Гертруд Лефорт - Жена Пилата
Желая успокоить ее, я позвала одну из стоявших наготове в атрии рабынь, которые, как известно, всегда узнают все новости в городе первыми, и спросила ее о случившемся. Она отвечала, что иудеи притащили в преторию человека, который, по их словам, решил стать царем, и требуют, чтобы прокуратор приказал распять его. И что эти иудеи – злой и неблагодарный народ, ибо Иисус Назорей – так зовут пленника – великий чудотворец и целитель, сделавший для них много добра. Она готова была еще долго рассказывать, но я знаком велела ей замолчать, так как ее речи еще больше взволновали госпожу.
– Ах, я оказалась права: утренние сны сбываются! – воскликнула она, когда мы вновь остались одни. – Через этого пленника исполнится все, что мне приснилось. Прокуратор не должен осудить его! Милая Пракседида, ступай к нему и упроси его ради моей нежной любви к нему освободить узника. Ступай скорее, поторопись, ради всех богов!
Я медлила. Не потому, что боялась разгневать господина, – он был человеком вежливым; я никогда не забуду, с какою небрежною, как бы самою собой разумеющейся готовностью он объявил меня вольноотпущенницей, узнав, что я гречанка; но в делах государственных он никогда не слушался советов женщин, и об этом я напомнила госпоже.
Но она стояла на своем:
– Сегодня он послушает меня, ведь он так любил меня в эту ночь!

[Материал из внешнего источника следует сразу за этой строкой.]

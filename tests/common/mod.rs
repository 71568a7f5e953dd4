#![allow(dead_code)]

use std::sync::Arc;

use chrono::NaiveDate;
use rust_decimal::Decimal;
use sea_orm::DatabaseConnection;
use tempfile::TempDir;
use tokio::sync::mpsc;
use uuid::Uuid;

use mrp_core::{
    config::AppConfig,
    db::{self, DbConfig},
    entities::{
        bom_item,
        inventory_lot,
        inventory_transaction::TransactionRef,
        product::{self, ProductKind},
    },
    events::{Event, EventSender},
    logging,
    services::{bom::NewBomEdge, catalog::NewMachine, catalog::NewProduct, lot_ledger::ReceiveLot},
    CoreServices,
};

/// Test harness: a fresh file-backed SQLite database (one connection so
/// the pool cannot hand out a second writer), migrated schema and the
/// wired core services.
pub struct TestCore {
    pub db: Arc<DatabaseConnection>,
    pub services: CoreServices,
    _tmp: TempDir,
}

impl TestCore {
    pub async fn new() -> Self {
        Self::build(None).await
    }

    /// Harness plus the receiving end of the domain-event channel.
    pub async fn with_events() -> (Self, mpsc::Receiver<Event>) {
        let (tx, rx) = mpsc::channel(64);
        let core = Self::build(Some(EventSender::new(tx))).await;
        (core, rx)
    }

    async fn build(event_sender: Option<EventSender>) -> Self {
        logging::init(&AppConfig::for_database_url("sqlite::memory:"));

        let tmp = tempfile::tempdir().expect("failed to create temp dir");
        let url = format!("sqlite://{}?mode=rwc", tmp.path().join("mrp.db").display());

        let connection = db::establish_connection_with_config(&DbConfig {
            url,
            max_connections: 1,
            min_connections: 1,
            ..Default::default()
        })
        .await
        .expect("failed to open test database");

        db::run_migrations(&connection)
            .await
            .expect("failed to migrate test database");

        let db = Arc::new(connection);
        let services = CoreServices::build(db.clone(), event_sender);

        Self {
            db,
            services,
            _tmp: tmp,
        }
    }

    pub async fn product(
        &self,
        code: &str,
        kind: ProductKind,
        is_stock_tracked: bool,
    ) -> product::Model {
        self.services
            .catalog
            .create_product(NewProduct {
                code: code.to_string(),
                name: format!("{} ({:?})", code, kind),
                kind,
                is_stock_tracked,
            })
            .await
            .expect("failed to create product")
    }

    pub async fn machine(&self, code: &str) -> mrp_core::entities::machine::Model {
        self.services
            .catalog
            .create_machine(NewMachine {
                code: code.to_string(),
                name: format!("Machine {}", code),
                machine_type: None,
            })
            .await
            .expect("failed to create machine")
    }

    /// Receives a supplier lot dated `received`.
    pub async fn receive_on(
        &self,
        product_id: i64,
        quantity: Decimal,
        received: NaiveDate,
    ) -> inventory_lot::Model {
        self.services
            .lot_ledger
            .receive(
                ReceiveLot {
                    product_id,
                    quantity,
                    unit_cost: None,
                    supplier_id: None,
                    received_date: Some(received),
                    reference: TransactionRef::supplier_receipt(None),
                    notes: None,
                },
                actor(),
            )
            .await
            .expect("failed to receive lot")
    }

    pub async fn edge(
        &self,
        parent_product_id: i64,
        child_product_id: i64,
        quantity_per: Decimal,
        scrap_rate: Decimal,
        sequence_order: i32,
    ) -> bom_item::Model {
        self.services
            .bom
            .add_edge(NewBomEdge {
                parent_product_id,
                child_product_id,
                quantity_per,
                scrap_rate,
                sequence_order,
                operation_type: None,
                machine_type: None,
                cycle_time_secs: None,
                setup_time_secs: None,
            })
            .await
            .expect("failed to add BOM edge")
    }
}

pub fn actor() -> Uuid {
    Uuid::new_v4()
}

pub fn date(year: i32, month: u32, day: u32) -> NaiveDate {
    NaiveDate::from_ymd_opt(year, month, day).expect("invalid date")
}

И, заглушив в себе сомнения, я отправилась в ту часть дворца, которая называлась судилищем. Стоявший на страже центурион провел меня к прокуратору. Несмотря на то что господин был гораздо старше своей супруги, в то утро он, статный, стройный, с сильным подбородком и тонкими устами, выглядел очень молодо, когда, поднявшись из бассейна и облачившись в свежую тогу, он готовился выйти к бушевавшей толпе, – это еще одна из множества странностей, присущих иудеям: они полагают, что оскверняют себя, входя в наши дома.
Я передала ему просьбу госпожи. Он равнодушно выслушал меня, на невозмутимом лице его не отразилось ни малейшего признака нетерпения. Должно быть, если бы я говорила полчаса, он и тогда не прервал бы меня; мне даже показалось, что он рад поводу заставить эту несносную толпу ждать несколько лишних минут. Ты ведь знаешь, госпожа: порой он испытывал к ней глухую безмолвную ненависть.
– Хорошо, Пракседида, передай госпоже привет и поблагодари ее от моего имени, – сказал он наконец, и, хотя по лицу его было неясно, что он думает об услышанном, – о, эти непроницаемые римские лица! – у меня все же сложилось впечатление, как будто рассказ мой пришелся ему по душе, так, словно он подтвердил его собственное мнение об узнике.
Я поспешила назад, к госпоже, и доложила ей, что прокуратор выслушал меня благосклонно. Это ее как будто немного успокоило. Она пожелала одеться, не забыв при этом о своих многочисленных румянах и благовониях, которыми она, несмотря на свою цветущую юность, охотно пользовалась. Затем мы перешли в триклиний [5], куда не долетал все еще не смолкнувший гул толпы. Я прочла ей несколько греческих любовных стихотворений, особенно любимых ею за то, что в них отражались чувства, которых она ждала от супруга.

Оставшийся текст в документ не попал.